Es braucht eine echte Debatte

Die Besetzung des Basler Bernoullianums wurde nach zwei Tagen durch die Polizei beendet. Einen konstruktiven Austausch hat es bisher nicht gegeben, obwohl die Uni wie auch die Aktivist*innen Redebedarf haben. Ein Dialog ist möglich und längst überfällig. Ein Kommentar.

Kommentar Unibesetzung
(Bild: Collage: Bajour)

Die Basler Uni und ihre Student*innen haben zwei bewegte Tage hinter sich: Sie begannen am Montag mit einer Eingangskontrolle für Studierende und endeten am Mittwoch damit, dass das besetzte Bernoullianum von der Polizei geräumt wurde. In der Zwischenzeit ist viel passiert: Es gab Forderungen, Gesprächsbedarf, Vermittlungsversuche und Enttäuschung auf beiden Seiten. Kurz darauf wurden einige von ihnen eingekesselt. In ihrer Medienmitteilung kritisieren die Besetzer*innen die Uni scharf. Auch die Universität zeigt sich enttäuscht darüber, dass die pro-palästinensischen Student*innen nicht auf die angebotenen Kompromisse eingegangen waren.

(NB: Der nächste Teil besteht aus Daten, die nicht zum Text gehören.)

//! Helper surface of the generated code.
//!
//! Generated blocks escape to the interpreter through a small set of
//! `extern "C"` helpers that observe the thread-local dispatch frame:
//! `{cache, budget, cumulative retired, handled}` pushed at dispatch entry
//! and popped on exit. A helper may raise a guest fault (retiring the
//! already-completed prefix and reporting "handled"), redirect control
//! (committing and letting the block exit), or succeed quietly.

use std::cell::Cell;

use crate::common::Trap;
use crate::exec::{decode_at_pc, load_value, store_value};
use crate::hart::Hart;
use crate::isa::Decoded;
use crate::isa::opcodes::{funct3, op};
use crate::machine::Machine;
use crate::soc::step_timer_many;
use crate::stats;
use crate::tb::cache::TbCache;
use crate::trap::{check_pending_interrupt, raise_exception};

thread_local! {
    static TLS_CACHE: Cell<*mut TbCache> = const { Cell::new(std::ptr::null_mut()) };
    static TLS_BUDGET: Cell<u64> = const { Cell::new(0) };
    static TLS_TOTAL: Cell<u64> = const { Cell::new(0) };
    static TLS_HANDLED: Cell<bool> = const { Cell::new(false) };
}

/// Sentinel returned by a helper that consumed an event without any guest
/// retirement in this dispatch.
const NO_RETIRE: u32 = u32::MAX;

/// The thread-local dispatch frame, pushed around every block entry.
pub struct DispatchFrame;

impl DispatchFrame {
    /// Pushes the frame for one dispatch: the cache the block chains
    /// through and the retire budget it may consume.
    pub fn push(cache: &mut TbCache, budget: u64) -> Self {
        TLS_CACHE.with(|c| c.set(std::ptr::from_mut(cache)));
        TLS_BUDGET.with(|c| c.set(budget));
        TLS_TOTAL.with(|c| c.set(0));
        TLS_HANDLED.with(|c| c.set(false));
        Self
    }

    /// Whether a helper reported a handled event.
    #[must_use]
    pub fn handled(&self) -> bool {
        TLS_HANDLED.with(Cell::get)
    }
}

impl Drop for DispatchFrame {
    fn drop(&mut self) {
        TLS_CACHE.with(|c| c.set(std::ptr::null_mut()));
        TLS_BUDGET.with(|c| c.set(0));
        TLS_TOTAL.with(|c| c.set(0));
        TLS_HANDLED.with(|c| c.set(false));
    }
}

fn set_handled() {
    TLS_HANDLED.with(|c| c.set(true));
}

fn tls_cache<'a>() -> Option<&'a mut TbCache> {
    let ptr = TLS_CACHE.with(Cell::get);
    // SAFETY: the pointer was installed by `DispatchFrame::push` on this
    // thread and stays valid until the frame drops; generated code only
    // runs inside a frame.
    unsafe { ptr.as_mut() }
}

/// Result helper: the cumulative retired count, or the no-retire sentinel.
fn result_or_no_retire() -> u32 {
    let total = TLS_TOTAL.with(Cell::get);
    if total == 0 { NO_RETIRE } else { total as u32 }
}

fn credit_retired(m: &Machine, cpu: &mut Hart, retired: u32) {
    cpu.x[0] = 0;
    cpu.cycle += u64::from(retired);
    cpu.instret += u64::from(retired);
    step_timer_many(m, u64::from(retired));

    TLS_TOTAL.with(|c| c.set(c.get() + u64::from(retired)));
    TLS_BUDGET.with(|c| c.set(c.get().saturating_sub(u64::from(retired))));
}

/// Retires the already-completed prefix of a block that is about to divert
/// to a trap handler.
fn retire_prefix(m: &Machine, cpu: &mut Hart, retired: u32) {
    if retired != 0 {
        credit_retired(m, cpu, retired);
    }
}

/// Entry pre-check keeping blocks interrupt-safe even when an IRQ appears
/// between scheduler polling and native block entry.
///
/// Returns 0 to continue into the block, -1 when the event was handled and
/// the block must return without crediting guest retires.
pub(super) unsafe extern "C" fn pre_dispatch(m: *const Machine, cpu: *mut Hart) -> i32 {
    // SAFETY: generated code passes the dispatch arguments through
    // unchanged; both outlive the dispatch.
    let (m, cpu) = unsafe { (&*m, &mut *cpu) };

    if !m.shared(cpu.hartid).is_running() {
        set_handled();
        return -1;
    }
    if check_pending_interrupt(m, cpu) {
        set_handled();
        return -1;
    }
    if !m.shared(cpu.hartid).is_running() {
        set_handled();
        return -1;
    }
    0
}

/// Commits a block's trailing state: final PC, retire counters, timer.
///
/// Returns the cumulative retired count for this dispatch.
pub(super) unsafe extern "C" fn block_commit(
    m: *const Machine,
    cpu: *mut Hart,
    next_pc: u32,
    retired: u32,
) -> i32 {
    if retired == 0 {
        return 0;
    }
    // SAFETY: as in `pre_dispatch`.
    let (m, cpu) = unsafe { (&*m, &mut *cpu) };

    cpu.pc = next_pc;
    credit_retired(m, cpu, retired);
    TLS_TOTAL.with(Cell::get) as i32
}

/// The decoded record a helper should execute: the compiled operand, or a
/// fresh decode of guest memory when the redecode knob is set.
fn effective_decoded(
    m: &Machine,
    cpu: &mut Hart,
    d: &Decoded,
    insn_pc: u32,
    retired_prefix: u32,
) -> Option<Decoded> {
    let redecode = tls_cache()
        .map(|cache| cache.tuning.async_enabled && cache.tuning.async_redecode_helpers)
        .unwrap_or(false);
    if !redecode {
        return Some(*d);
    }
    if let Some(fresh) = decode_at_pc(m, cpu, insn_pc) {
        return Some(fresh);
    }
    retire_prefix(m, cpu, retired_prefix);
    set_handled();
    None
}

/// Memory helper: executes one lowered load or store.
///
/// Returns 0 on success (the block continues) or the cumulative-retired /
/// no-retire result after a fault (the block returns).
pub(super) unsafe extern "C" fn exec_mem(
    m: *const Machine,
    cpu: *mut Hart,
    d: *const Decoded,
    insn_pc: u32,
    retired_prefix: u32,
) -> u32 {
    stats::jit().helper_mem_calls.incr();
    // SAFETY: `d` points into the pool snapshot arena, which outlives every
    // artifact; `m`/`cpu` as in `pre_dispatch`.
    let (m, cpu, d) = unsafe { (&*m, &mut *cpu, &*d) };

    let Some(d) = effective_decoded(m, cpu, d, insn_pc, retired_prefix) else {
        return result_or_no_retire();
    };

    cpu.pc = insn_pc;
    let rs1v = cpu.x[d.rs1];
    let rs2v = cpu.x[d.rs2];

    match d.opcode {
        op::LOAD => {
            let addr = rs1v.wrapping_add(d.imm_i as u32);
            if let Some(value) = load_value(m, cpu, addr, d.funct3) {
                cpu.write_x(d.rd, value);
                return 0;
            }
        }
        op::STORE => {
            let addr = rs1v.wrapping_add(d.imm_s as u32);
            if store_value(m, cpu, addr, d.funct3, rs2v) {
                return 0;
            }
        }
        _ => {
            raise_exception(m, cpu, Trap::IllegalInstruction(d.raw));
        }
    }

    retire_prefix(m, cpu, retired_prefix);
    set_handled();
    result_or_no_retire()
}

/// Control-flow helper: executes the lowered jump or branch terminating a
/// block and commits the whole prefix (including this instruction).
///
/// Returns the cumulative retired count, or the no-retire result after a
/// fault.
pub(super) unsafe extern "C" fn exec_cf(
    m: *const Machine,
    cpu: *mut Hart,
    d: *const Decoded,
    insn_pc: u32,
    retired_prefix: u32,
) -> u32 {
    stats::jit().helper_cf_calls.incr();
    // SAFETY: as in `exec_mem`.
    let (m, cpu, d) = unsafe { (&*m, &mut *cpu, &*d) };

    let Some(d) = effective_decoded(m, cpu, d, insn_pc, retired_prefix) else {
        return result_or_no_retire();
    };

    cpu.pc = insn_pc;
    let step = u32::from(d.insn_len);
    let mut next_pc = insn_pc.wrapping_add(step);
    let ret_pc = next_pc;
    let rs1v = cpu.x[d.rs1];
    let rs2v = cpu.x[d.rs2];

    match d.opcode {
        op::JAL => {
            cpu.write_x(d.rd, ret_pc);
            next_pc = insn_pc.wrapping_add(d.imm_j as u32);
        }
        op::JALR => {
            if d.funct3 != 0 {
                raise_exception(m, cpu, Trap::IllegalInstruction(d.raw));
                retire_prefix(m, cpu, retired_prefix);
                set_handled();
                return result_or_no_retire();
            }
            next_pc = rs1v.wrapping_add(d.imm_i as u32) & !1;
            cpu.write_x(d.rd, ret_pc);
        }
        op::BRANCH => {
            let taken = match d.funct3 {
                funct3::BEQ => rs1v == rs2v,
                funct3::BNE => rs1v != rs2v,
                funct3::BLT => (rs1v as i32) < (rs2v as i32),
                funct3::BGE => (rs1v as i32) >= (rs2v as i32),
                funct3::BLTU => rs1v < rs2v,
                funct3::BGEU => rs1v >= rs2v,
                _ => {
                    raise_exception(m, cpu, Trap::IllegalInstruction(d.raw));
                    retire_prefix(m, cpu, retired_prefix);
                    set_handled();
                    return result_or_no_retire();
                }
            };
            if taken {
                next_pc = insn_pc.wrapping_add(d.imm_b as u32);
            }
        }
        _ => {
            raise_exception(m, cpu, Trap::IllegalInstruction(d.raw));
            retire_prefix(m, cpu, retired_prefix);
            set_handled();
            return result_or_no_retire();
        }
    }

    // SAFETY: same pointers the caller handed us, still valid.
    unsafe {
        block_commit(
            std::ptr::from_ref(m),
            std::ptr::from_mut(cpu),
            next_pc,
            retired_prefix + 1,
        ) as u32
    }
}

/// Chain epilogue: returns the next block's entry point, or null.
///
/// Consulted after a block commits its trailing instruction. Polls for
/// interrupts and the running flag first; a consumed event reports
/// "handled" and breaks the chain.
pub(super) unsafe extern "C" fn chain_next_pc(
    m: *const Machine,
    cpu: *mut Hart,
    from_pc: u32,
) -> *const () {
    // SAFETY: as in `pre_dispatch`.
    let (m, cpu) = unsafe { (&*m, &mut *cpu) };
    let Some(cache) = tls_cache() else {
        return std::ptr::null();
    };
    let budget = TLS_BUDGET.with(Cell::get);
    if from_pc == 0 || budget == 0 {
        return std::ptr::null();
    }

    if !m.shared(cpu.hartid).is_running() {
        return std::ptr::null();
    }
    if check_pending_interrupt(m, cpu) {
        set_handled();
        return std::ptr::null();
    }
    if !m.shared(cpu.hartid).is_running() {
        return std::ptr::null();
    }

    let from_idx = cache.lookup_or_build(m, cpu, from_pc);
    if cache.line(from_idx).start_pc != from_pc || !cache.line(from_idx).jit_ready() {
        return std::ptr::null();
    }

    let next_pc = cpu.pc;
    if let Some(next_fn) = super::dispatch::chain_lookup(m, cpu, cache, from_idx, next_pc, budget)
    {
        return next_fn as *const ();
    }
    std::ptr::null()
}

/// Raw helper addresses the emitter embeds into generated code.
pub(super) mod addr {
    use super::{block_commit, chain_next_pc, exec_cf, exec_mem, pre_dispatch};

    /// Address of the pre-dispatch check.
    pub(crate) fn pre_dispatch_addr() -> u64 {
        pre_dispatch as usize as u64
    }

    /// Address of the block-commit helper.
    pub(crate) fn block_commit_addr() -> u64 {
        block_commit as usize as u64
    }

    /// Address of the memory helper.
    pub(crate) fn exec_mem_addr() -> u64 {
        exec_mem as usize as u64
    }

    /// Address of the control-flow helper.
    pub(crate) fn exec_cf_addr() -> u64 {
        exec_cf as usize as u64
    }

    /// Address of the chain-lookup helper.
    pub(crate) fn chain_next_pc_addr() -> u64 {
        chain_next_pc as usize as u64
    }
}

Auch wenn es auf den ersten Blick so aussieht, als seien die Fronten verhärtet, ist jetzt der richtige Zeitpunkt, um verpasste Chancen wahrzunehmen. 

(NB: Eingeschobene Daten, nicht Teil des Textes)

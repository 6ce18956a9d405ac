//! Platform-Level Interrupt Controller.
//!
//! A 32-source PLIC with one {M-mode, S-mode} context pair per hart.
//!
//! # Memory Map (offsets from the PLIC base)
//!
//! * `0x1000`: pending bitmap
//! * `0x2000 + ctx*0x80`: per-context enable bitmap
//! * `0x200000 + ctx*0x1000`: per-context threshold (+0) and claim/complete (+4)
//!
//! Claim returns the lowest enabled pending source and clears it from
//! pending; re-reading claim while one is outstanding returns the same
//! source; completion clears the outstanding claim only when the written
//! value matches it.

use crate::common::constants::{MAX_PLIC_CONTEXTS, PLIC_BASE, PLIC_SIZE};
use crate::csr::{MIP_MEIP, MIP_SEIP};
use crate::machine::Machine;
use crate::soc::platform::MmioDevices;

/// Offset of the pending bitmap.
const PLIC_PENDING: u32 = 0x1000;
/// Base offset of the per-context enable bitmaps.
const PLIC_ENABLE_BASE: u32 = 0x2000;
/// Stride between per-context enable bitmaps.
const PLIC_ENABLE_STRIDE: u32 = 0x80;
/// Base offset of the per-context register blocks.
const PLIC_CONTEXT_BASE: u32 = 0x0020_0000;
/// Stride between per-context register blocks.
const PLIC_CONTEXT_STRIDE: u32 = 0x1000;
/// Per-context offset of the priority threshold register.
const PLIC_CONTEXT_THRESHOLD: u32 = 0x0;
/// Per-context offset of the claim/complete register.
const PLIC_CONTEXT_CLAIM: u32 = 0x4;

/// PLIC pending/enable/claim state.
#[derive(Debug)]
pub struct Plic {
    /// Pending bitmap over the 32 sources.
    pub pending: u32,
    /// Per-context enable bitmaps.
    pub enable: [u32; MAX_PLIC_CONTEXTS],
    /// Per-context outstanding claim.
    pub claim: [u32; MAX_PLIC_CONTEXTS],
}

impl Plic {
    /// Creates a PLIC in its reset state.
    #[must_use]
    pub fn new() -> Self {
        Self {
            pending: 0,
            enable: [0; MAX_PLIC_CONTEXTS],
            claim: [0; MAX_PLIC_CONTEXTS],
        }
    }
}

impl Default for Plic {
    fn default() -> Self {
        Self::new()
    }
}

/// Number of live contexts: an {M, S} pair per hart.
fn context_count(m: &Machine) -> u32 {
    m.hart_count() * 2
}

/// Refreshes every hart's MEIP/SEIP pending bits from pending AND enable.
pub(crate) fn update_irq_lines(m: &Machine, plic: &Plic) {
    for hartid in 0..m.hart_count() {
        let m_ctx = (hartid * 2) as usize;
        let s_ctx = m_ctx + 1;
        let shared = m.shared(hartid);

        if plic.pending & plic.enable[m_ctx] != 0 {
            shared.mip_set_bits(MIP_MEIP);
        } else {
            shared.mip_clear_bits(MIP_MEIP);
        }

        if plic.pending & plic.enable[s_ctx] != 0 {
            shared.mip_set_bits(MIP_SEIP);
        } else {
            shared.mip_clear_bits(MIP_SEIP);
        }
    }
}

/// Lowest non-zero source that is both pending and enabled, or 0.
fn find_claimable(pending: u32, enabled: u32) -> u32 {
    let active = pending & enabled & !1;
    if active == 0 {
        0
    } else {
        active.trailing_zeros()
    }
}

/// Performs a claim for a context, clearing the source from pending.
fn claim(m: &Machine, devs: &mut MmioDevices, context: usize) -> u32 {
    if context >= context_count(m) as usize {
        return 0;
    }
    if devs.plic.claim[context] != 0 {
        return devs.plic.claim[context];
    }

    let source = find_claimable(devs.plic.pending, devs.plic.enable[context]);
    if source != 0 {
        devs.plic.claim[context] = source;
        devs.plic.pending &= !(1 << source);
        update_irq_lines(m, &devs.plic);
    }
    devs.plic.claim[context]
}

/// Handles a read in the PLIC region. The MMIO lock is held by the caller.
pub(crate) fn read(m: &Machine, devs: &mut MmioDevices, paddr: u32, len: u32) -> Option<u32> {
    let off = paddr - PLIC_BASE;
    if off >= PLIC_SIZE || len != 4 {
        return None;
    }

    let contexts = context_count(m);

    if off == PLIC_PENDING {
        return Some(devs.plic.pending);
    }

    if off >= PLIC_ENABLE_BASE && off < PLIC_ENABLE_BASE + contexts * PLIC_ENABLE_STRIDE {
        let rel = off - PLIC_ENABLE_BASE;
        let context = (rel / PLIC_ENABLE_STRIDE) as usize;
        if rel % PLIC_ENABLE_STRIDE == 0 {
            return Some(devs.plic.enable[context]);
        }
        return Some(0);
    }

    if off >= PLIC_CONTEXT_BASE && off < PLIC_CONTEXT_BASE + contexts * PLIC_CONTEXT_STRIDE {
        let rel = off - PLIC_CONTEXT_BASE;
        let context = (rel / PLIC_CONTEXT_STRIDE) as usize;
        match rel % PLIC_CONTEXT_STRIDE {
            PLIC_CONTEXT_THRESHOLD => return Some(0),
            PLIC_CONTEXT_CLAIM => return Some(claim(m, devs, context)),
            _ => {}
        }
    }

    Some(0)
}

/// Handles a write in the PLIC region. The MMIO lock is held by the caller.
pub(crate) fn write(m: &Machine, devs: &mut MmioDevices, paddr: u32, len: u32, data: u32) -> bool {
    let off = paddr - PLIC_BASE;
    if off >= PLIC_SIZE || len != 4 {
        return false;
    }

    let contexts = context_count(m);

    if off == PLIC_PENDING {
        devs.plic.pending = data;
        crate::soc::uart::sync_irq(m, devs);
        return true;
    }

    if off >= PLIC_ENABLE_BASE && off < PLIC_ENABLE_BASE + contexts * PLIC_ENABLE_STRIDE {
        let rel = off - PLIC_ENABLE_BASE;
        let context = (rel / PLIC_ENABLE_STRIDE) as usize;
        if rel % PLIC_ENABLE_STRIDE == 0 {
            devs.plic.enable[context] = data;
            update_irq_lines(m, &devs.plic);
        }
        return true;
    }

    if off >= PLIC_CONTEXT_BASE && off < PLIC_CONTEXT_BASE + contexts * PLIC_CONTEXT_STRIDE {
        let rel = off - PLIC_CONTEXT_BASE;
        let context = (rel / PLIC_CONTEXT_STRIDE) as usize;
        if rel % PLIC_CONTEXT_STRIDE == PLIC_CONTEXT_CLAIM {
            // Complete: only a matching value retires the outstanding claim,
            // which re-enables pending scanning for this context.
            if data == devs.plic.claim[context] {
                devs.plic.claim[context] = 0;
                crate::soc::uart::sync_irq(m, devs);
            } else {
                update_irq_lines(m, &devs.plic);
            }
            return true;
        }
    }

    true
}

Die Leitung der Uni Basel hat den direkten Dialog bisher gescheut. Gelegenheiten, Debatten zum Nahost-Konflikt zu lancieren, gab es ausreichend. Sie wurden nicht wahrgenommen und waren auch nicht gewollt. Dies wurde an einem Anlass im Kollegienhaus Anfang Mai deutlich, als knapp 400 Interessierte zum Podium über Postkoloniale Theorien kamen. Gleich zu Beginn wurde klar gemacht, dass an diesem Abend der Nahost-Konflikt kein Thema sein solle. Dabei waren die meisten der Anwesenden genau aus diesem Grund gekommen. 

Die Besetzung ist zwar beendet, der Diskussionsbedarf aber nach wie vor vorhanden.

Das passive Verhalten der Uni-Leitung ist Rektorin Andrea Schenker-Wicki nun um die Ohren geflogen. Die Buh-Rufe, die Unisprecher Matthias Geering am Montagabend en masse einstecken musste, als er mehr als eine Stunde mit den Besetzer*innen sprach, galten nicht ihm, sondern dem Rektorat. Auch nach der Räumung riefen die Aktivist*innen auf dem Petersplatz mit einem Megafon nach Schenker-Wicki. Sie wollten mit ihr reden, nicht mit dem Pressesprecher. Und am zweiten Tag schätzten die Besetzer*innen zwar, dass sich Swisspeace-Direktor Laurent Goetschel als Vermittler versuchte. Sein Auftritt im besetzten Haus machte den Aktivist*innen aber erneut klar, dass die Rektorin das direkte Gespräch mit ihnen verweigert und andere vorschickt. Immer wieder war von den Besetzer*innen zu hören, dass sie sich nicht ernst genommen fühlen. 

Die Universität hat nun die Chance, mit ihren Studierenden ins Gespräch zu kommen. Die Besetzung ist zwar beendet, der Diskussionsbedarf aber nach wie vor vorhanden. Und die Besetzer*innen kündigten auf Social Media an, dass sie sich mit der Situation nicht zufrieden geben werden. Ein Dialog muss also stattfinden – auch im Sinne der Studierenden, die sich in der Prüfungsphase befinden. 

Jetzt ist es an der Zeit, dass sich die Rektorin mit den Besetzer*innen zusammensetzt und die Debatte wagt.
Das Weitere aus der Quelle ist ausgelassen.